Kedua, pastikan ada manusia berilmu di balik konten. Naskah yang dibuat dengan bantuan AI harus dibaca ulang. Ayat perlu diperiksa surah dan nomornya. Hadis perlu ditelusuri sumber dan statusnya. Pendapat fikih harus disebutkan konteks serta perbedaan pandangannya. Untuk persoalan hukum agama yang serius, rujukan tetap harus kembali kepada ulama, majelis tarjih, lembaga fatwa, atau guru yang kompeten.

Ketiga, jangan memakai wajah atau suara tokoh tanpa izin. Video yang meniru ulama tertentu dapat menyesatkan jamaah, merusak nama baik, dan menjadi bentuk kebohongan digital.
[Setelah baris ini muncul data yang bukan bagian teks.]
//! Validated configuration after merging CLI and config-file sources.
//!
//! This module contains the final, validated configuration that is used
//! by the application. All validation is performed during construction.

use std::fmt;
use std::path::Path;
use std::time::Duration;

use serde_json::Value;
use url::Url;

use crate::fetch::{AuthType, RequestParams, RetryPolicy};

use super::cli::Cli;
use super::defaults;
use super::error::{ConfigError, ValidationErrors, field};
use super::file::ConfigFile;
use super::validate::{natural_number, to_u32};

/// Query parameter name for rows per page.
pub const NUM_OF_ROWS_PARAM: &str = "numOfRows";

/// Query parameter name for the page number.
pub const PAGE_NO_PARAM: &str = "pageNo";

/// Fully validated configuration ready for use by the application.
///
/// # Construction
///
/// Use [`ValidatedConfig::from_raw`] to create from CLI args and an optional
/// config file. Every field is resolved and validated, and all problems are
/// returned together.
#[derive(Debug)]
pub struct ValidatedConfig {
    /// Parameters for the API request
    pub params: RequestParams,

    /// Retry budget and delay
    pub retry_policy: RetryPolicy,

    /// Indent width for pretty-printing; `None` prints the body unchanged
    pub pretty: Option<usize>,

    /// Verbose logging enabled
    pub verbose: bool,
}

impl fmt::Display for ValidatedConfig {
    fn fmt(&self, f: &mut fmt::Formatter<'_>) -> fmt::Result {
        let pretty_str = self
            .pretty
            .map_or_else(|| "off".to_string(), |n| n.to_string());

        write!(
            f,
            "Config {{ endpoint: {}, service_name: {}, auth_type: {}, service_key: {}, \
             retry: {}x/{}ms, pretty: {}, query_params: {} }}",
            self.params.endpoint,
            self.params.service_name,
            self.params.auth_type,
            mask(&self.params.service_key),
            self.retry_policy.max_retries,
            self.retry_policy.delay.as_millis(),
            pretty_str,
            self.params.query.len(),
        )
    }
}

impl ValidatedConfig {
    /// Creates a validated configuration from CLI arguments and an optional config file.
    ///
    /// For every field an explicit CLI value wins, then the config file,
    /// then the built-in default (numeric fields only). Fields are checked
    /// in a fixed order and every problem is collected.
    ///
    /// # Errors
    ///
    /// Returns all problems found if:
    /// - Required fields are missing (`service-key`, `service-name`, `auth-type`, `endpoint`)
    /// - A numeric value is not a positive integer
    /// - The auth type is not `header` or `query`
    /// - The endpoint is not an absolute URL
    pub fn from_raw(cli: &Cli, file: Option<&ConfigFile>) -> Result<Self, ValidationErrors> {
        let mut errors = Vec::new();

        let max_retries = record(&mut errors, Self::resolve_max_retries(cli, file));
        let delay = record(&mut errors, Self::resolve_delay(cli, file));
        let num_of_rows = record(&mut errors, Self::resolve_num_of_rows(cli, file));
        let page_no = record(&mut errors, Self::resolve_page_no(cli, file));
        let pretty = record(&mut errors, Self::resolve_pretty(cli, file));
        let service_key = record(&mut errors, Self::resolve_service_key(cli, file));
        let service_name = record(&mut errors, Self::resolve_service_name(cli, file));
        let auth_type = record(&mut errors, Self::resolve_auth_type(cli, file));
        let endpoint = record(&mut errors, Self::resolve_endpoint(cli, file));

        let (
            Some(max_retries),
            Some(delay),
            Some(num_of_rows),
            Some(page_no),
            Some(pretty),
            Some(service_key),
            Some(service_name),
            Some(auth_type),
            Some(endpoint),
        ) = (
            max_retries,
            delay,
            num_of_rows,
            page_no,
            pretty,
            service_key,
            service_name,
            auth_type,
            endpoint,
        )
        else {
            return Err(ValidationErrors::new(errors)
                .expect("every unresolved field records its error"));
        };

        let query = build_query(num_of_rows, page_no, file);

        Ok(Self {
            params: RequestParams {
                endpoint,
                service_name,
                auth_type,
                service_key,
                query,
            },
            retry_policy: RetryPolicy::new()
                .with_max_retries(max_retries)
                .with_delay(delay),
            pretty,
            verbose: cli.verbose,
        })
    }

    /// Loads and merges configuration from CLI and the config file.
    ///
    /// If `cli.config` is set, loads the file from that path.
    ///
    /// # Errors
    ///
    /// Returns an error if the config file cannot be read or parsed, or if
    /// the merged configuration is invalid.
    pub fn load(cli: &Cli) -> Result<Self, ValidationErrors> {
        let file = if let Some(ref path) = cli.config {
            Some(ConfigFile::load(path)?)
        } else {
            None
        };

        Self::from_raw(cli, file.as_ref())
    }

    fn resolve_max_retries(cli: &Cli, file: Option<&ConfigFile>) -> Result<u32, ConfigError> {
        let n = resolve_natural(
            field::MAX_RETRIES,
            cli.max_retries,
            file.and_then(|f| f.max_retries.as_ref()),
        )?
        .unwrap_or(defaults::MAX_RETRIES);

        to_u32(field::MAX_RETRIES, n)
    }

    fn resolve_delay(cli: &Cli, file: Option<&ConfigFile>) -> Result<Duration, ConfigError> {
        let ms = resolve_natural(
            field::DELAY,
            cli.delay,
            file.and_then(|f| f.delay.as_ref()),
        )?
        .unwrap_or(defaults::DELAY_MS);

        Ok(Duration::from_millis(ms))
    }

    fn resolve_num_of_rows(
        cli: &Cli,
        file: Option<&ConfigFile>,
    ) -> Result<Option<u64>, ConfigError> {
        if cli.no_num_of_rows {
            return Ok(None);
        }

        let n = resolve_natural(
            field::NUM_OF_ROWS,
            cli.num_of_rows,
            file.and_then(|f| f.num_of_rows.as_ref()),
        )?
        .unwrap_or(defaults::NUM_OF_ROWS);

        Ok(Some(n))
    }

    fn resolve_page_no(cli: &Cli, file: Option<&ConfigFile>) -> Result<Option<u64>, ConfigError> {
        if cli.no_page_no {
            return Ok(None);
        }

        let n = resolve_natural(
            field::PAGE_NO,
            cli.page_no,
            file.and_then(|f| f.page_no.as_ref()),
        )?
        .unwrap_or(defaults::PAGE_NO);

        Ok(Some(n))
    }

    fn resolve_pretty(cli: &Cli, file: Option<&ConfigFile>) -> Result<Option<usize>, ConfigError> {
        let Some(n) = resolve_natural(
            field::PRETTY,
            cli.pretty,
            file.and_then(|f| f.pretty.as_ref()),
        )?
        else {
            return Ok(None);
        };

        usize::try_from(n)
            .map(Some)
            .map_err(|_| ConfigError::OutOfRange {
                field: field::PRETTY,
                max: usize::MAX as u64,
            })
    }

    fn resolve_service_key(cli: &Cli, file: Option<&ConfigFile>) -> Result<String, ConfigError> {
        resolve_text(
            field::SERVICE_KEY,
            cli.service_key.as_deref(),
            file.and_then(|f| f.service_key.as_ref()),
        )?
        .map(ToString::to_string)
        .ok_or_else(|| {
            ConfigError::missing(
                field::SERVICE_KEY,
                "Use --service-key or set serviceKey in the config file",
            )
        })
    }

    fn resolve_service_name(cli: &Cli, file: Option<&ConfigFile>) -> Result<String, ConfigError> {
        resolve_text(
            field::SERVICE_NAME,
            cli.service_name.as_deref(),
            file.and_then(|f| f.service_name.as_ref()),
        )?
        .map(ToString::to_string)
        .ok_or_else(|| {
            ConfigError::missing(
                field::SERVICE_NAME,
                "Use --service-name or set serviceName in the config file",
            )
        })
    }

    fn resolve_auth_type(cli: &Cli, file: Option<&ConfigFile>) -> Result<AuthType, ConfigError> {
        // CLI takes precedence
        if let Some(auth_type) = cli.auth_type {
            return Ok(auth_type.into());
        }

        // Fall back to the config file
        let value = resolve_text(
            field::AUTH_TYPE,
            None,
            file.and_then(|f| f.auth_type.as_ref()),
        )?
        .ok_or_else(|| {
            ConfigError::missing(
                field::AUTH_TYPE,
                "Use --auth-type or set authType in the config file",
            )
        })?;

        parse_auth_type(value)
    }

    fn resolve_endpoint(cli: &Cli, file: Option<&ConfigFile>) -> Result<Url, ConfigError> {
        let url_str = resolve_text(
            field::ENDPOINT,
            cli.endpoint.as_deref(),
            file.and_then(|f| f.endpoint.as_ref()),
        )?
        .ok_or_else(|| {
            ConfigError::missing(
                field::ENDPOINT,
                "Use --endpoint or set endpoint in the config file",
            )
        })?;

        let url = Url::parse(url_str).map_err(|e| ConfigError::InvalidUrl {
            url: url_str.to_string(),
            reason: e.to_string(),
        })?;

        if url.cannot_be_a_base() {
            return Err(ConfigError::InvalidUrl {
                url: url_str.to_string(),
                reason: "endpoint must be a hierarchical URL such as https://host/path"
                    .to_string(),
            });
        }

        Ok(url)
    }
}

/// Stores the error, if any, and returns the value.
fn record<T>(errors: &mut Vec<ConfigError>, result: Result<T, ConfigError>) -> Option<T> {
    result.map_err(|e| errors.push(e)).ok()
}

/// Resolves an optional numeric field: CLI, then config file.
///
/// Returns `Ok(None)` if neither source has a value; a present value must
/// be a natural number.
fn resolve_natural(
    field: &'static str,
    cli: Option<i64>,
    file: Option<&Value>,
) -> Result<Option<u64>, ConfigError> {
    if let Some(n) = cli {
        return natural_number(field, &Value::from(n)).map(Some);
    }

    file.filter(|v| !v.is_null())
        .map(|v| natural_number(field, v))
        .transpose()
}

/// Picks the CLI value, then the config-file value.
///
/// Blank strings and `null` count as absent. A present config-file value
/// that is not a string is rejected.
fn resolve_text<'a>(
    field: &'static str,
    cli: Option<&'a str>,
    file: Option<&'a Value>,
) -> Result<Option<&'a str>, ConfigError> {
    let present = |s: &&str| !s.trim().is_empty();

    if let Some(value) = cli.filter(present) {
        return Ok(Some(value));
    }

    match file {
        None | Some(Value::Null) => Ok(None),
        Some(Value::String(s)) => Ok(Some(s.as_str()).filter(present)),
        Some(_) => Err(ConfigError::NotString { field }),
    }
}

/// Builds the pass-through query: pagination first, then unrecognized file keys.
fn build_query(
    num_of_rows: Option<u64>,
    page_no: Option<u64>,
    file: Option<&ConfigFile>,
) -> Vec<(String, String)> {
    let mut query = Vec::new();

    if let Some(n) = num_of_rows {
        query.push((NUM_OF_ROWS_PARAM.to_string(), n.to_string()));
    }
    if let Some(n) = page_no {
        query.push((PAGE_NO_PARAM.to_string(), n.to_string()));
    }

    if let Some(file) = file {
        query.extend(
            file.extra
                .iter()
                .filter_map(|(key, value)| query_value(value).map(|v| (key.clone(), v))),
        );
    }

    query
}

/// Renders a config value as a query string value.
///
/// Strings are used as-is, `null` is skipped, other values use their JSON form.
fn query_value(value: &Value) -> Option<String> {
    match value {
        Value::Null => None,
        Value::String(s) => Some(s.clone()),
        other => Some(other.to_string()),
    }
}

fn parse_auth_type(s: &str) -> Result<AuthType, ConfigError> {
    match s.trim().to_lowercase().as_str() {
        "header" => Ok(AuthType::Header),
        "query" => Ok(AuthType::Query),
        _ => Err(ConfigError::InvalidAuthType {
            value: s.to_string(),
        }),
    }
}

/// Masks all but the first four characters of a secret.
fn mask(secret: &str) -> String {
    let visible: String = secret.chars().take(4).collect();
    if secret.chars().count() <= 4 {
        "****".to_string()
    } else {
        format!("{visible}****")
    }
}

/// Writes the configuration template to a file.
///
/// # Errors
///
/// Returns an error if the file cannot be written.
pub fn write_default_config(path: &Path) -> Result<(), ConfigError> {
    let template = super::file::default_config_template();
    std::fs::write(path, template).map_err(|e| ConfigError::FileWrite {
        path: path.to_path_buf(),
        source: e,
    })
}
Bahkan ketika pesannya baik, cara yang tidak jujur dapat menghilangkan keberkahan. Dakwah tidak hanya dinilai dari isi, tetapi juga dari proses dan adabnya.

Keempat, hindari janji agama yang berlebihan. AI mudah diminta membuat kalimat dramatis, tetapi dakwah bukan perlombaan membuat orang terkejut. Jangan mengubah doa menjadi formula pasti, ibadah menjadi transaksi instan, atau perbedaan fikih menjadi bahan saling merendahkan. Allah memerintahkan dakwah dengan hikmah, nasihat yang baik, dan dialog dengan cara terbaik (QS. An-Nahl [16]: 125).
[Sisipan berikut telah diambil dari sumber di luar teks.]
//! Response body formatting.
//!
//! This module provides:
//! - The formatter table keyed by content-type token ([`formatter_for`])
//! - The supported content-type check used by the fetcher ([`is_supported`])
//! - Pretty-print dispatch with passthrough when no indent is requested ([`render`])
//!
//! The table is the single source of truth for which response formats the
//! client accepts: a response is only returned by the fetcher when a
//! formatter exists for its content type, so [`render`] never meets an
//! unknown token for a body that came through the fetcher.

mod json;
mod xml;


use thiserror::Error;

/// A pretty-printing transform: `(body, indent width) -> formatted body`.
pub type FormatFn = fn(&str, usize) -> Result<String, FormatError>;

/// Content-type token to formatter mapping.
static FORMATTERS: [(&str, FormatFn); 3] = [
    ("application/json", json::pretty),
    ("text/xml", xml::pretty),
    ("application/xml", xml::pretty),
];

/// Error type for formatting operations.
#[derive(Debug, Error)]
pub enum FormatError {
    /// No formatter is registered for the content type.
    #[error("Unsupported response format {0}")]
    Unsupported(String),

    /// The body is not valid JSON.
    #[error("Invalid JSON body: {0}")]
    Json(#[from] serde_json::Error),

    /// The body is not well-formed XML.
    #[error("Invalid XML body: {0}")]
    Xml(String),
}

/// Returns the formatter registered for a content-type token.
#[must_use]
pub fn formatter_for(content_type: &str) -> Option<FormatFn> {
    FORMATTERS
        .iter()
        .find(|(token, _)| *token == content_type)
        .map(|(_, format)| *format)
}

/// Returns true if a formatter is registered for the content-type token.
#[must_use]
pub fn is_supported(content_type: &str) -> bool {
    formatter_for(content_type).is_some()
}

/// Renders a response body for output.
///
/// Without an indent the body is returned unchanged. Otherwise the
/// formatter registered for `content_type` is applied with the given
/// indent width.
///
/// # Errors
///
/// Returns [`FormatError::Unsupported`] if pretty-printing was requested
/// for a content type without a formatter, or a parse error if the body
/// does not match its declared format.
pub fn render(
    content_type: &str,
    body: &str,
    indent: Option<usize>,
) -> Result<String, FormatError> {
    let Some(indent) = indent else {
        return Ok(body.to_string());
    };

    let format = formatter_for(content_type)
        .ok_or_else(|| FormatError::Unsupported(content_type.to_string()))?;

    format(body, indent)
}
Kelima, sediakan jalan menuju sumber asli. Video satu menit sebaiknya menjadi pintu, bukan ujung. Cantumkan rujukan, tautan kajian lengkap, nama kitab, keputusan lembaga, atau penjelasan guru. Konten pendek dapat menarik perhatian, tetapi pemahaman agama membutuhkan proses belajar yang lebih panjang, sabar, dan bertahap.
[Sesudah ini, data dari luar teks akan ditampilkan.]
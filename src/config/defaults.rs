//! Default values for configuration options.
//!
//! Centralized constants to avoid magic numbers scattered across the codebase.

/// Default number of retries after the initial attempt.
pub const MAX_RETRIES: u64 = 5;

/// Default delay between attempts in milliseconds.
pub const DELAY_MS: u64 = 1000;

/// Default rows per page.
pub const NUM_OF_ROWS: u64 = 10;

/// Default page number.
pub const PAGE_NO: u64 = 1;

/// Default output path for `init`.
pub const CONFIG_FILE_NAME: &str = "data-go-kr.json";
Tabayyun Sebelum Menekan Tombol Bagikan

Penonton juga memiliki tanggung jawab. Ketika melihat ustadz atau ustadzah virtual, kita tidak perlu langsung curiga, tetapi juga jangan langsung percaya. Periksa akun pengunggahnya. Lihat apakah ada keterangan AI. Cari sumber ayat dan hadisnya. Bandingkan dengan situs resmi atau penjelasan ulama tepercaya. Jika isinya memprovokasi, menjanjikan sesuatu secara berlebihan, atau menyerang kelompok lain, berhentilah sejenak sebelum membagikan.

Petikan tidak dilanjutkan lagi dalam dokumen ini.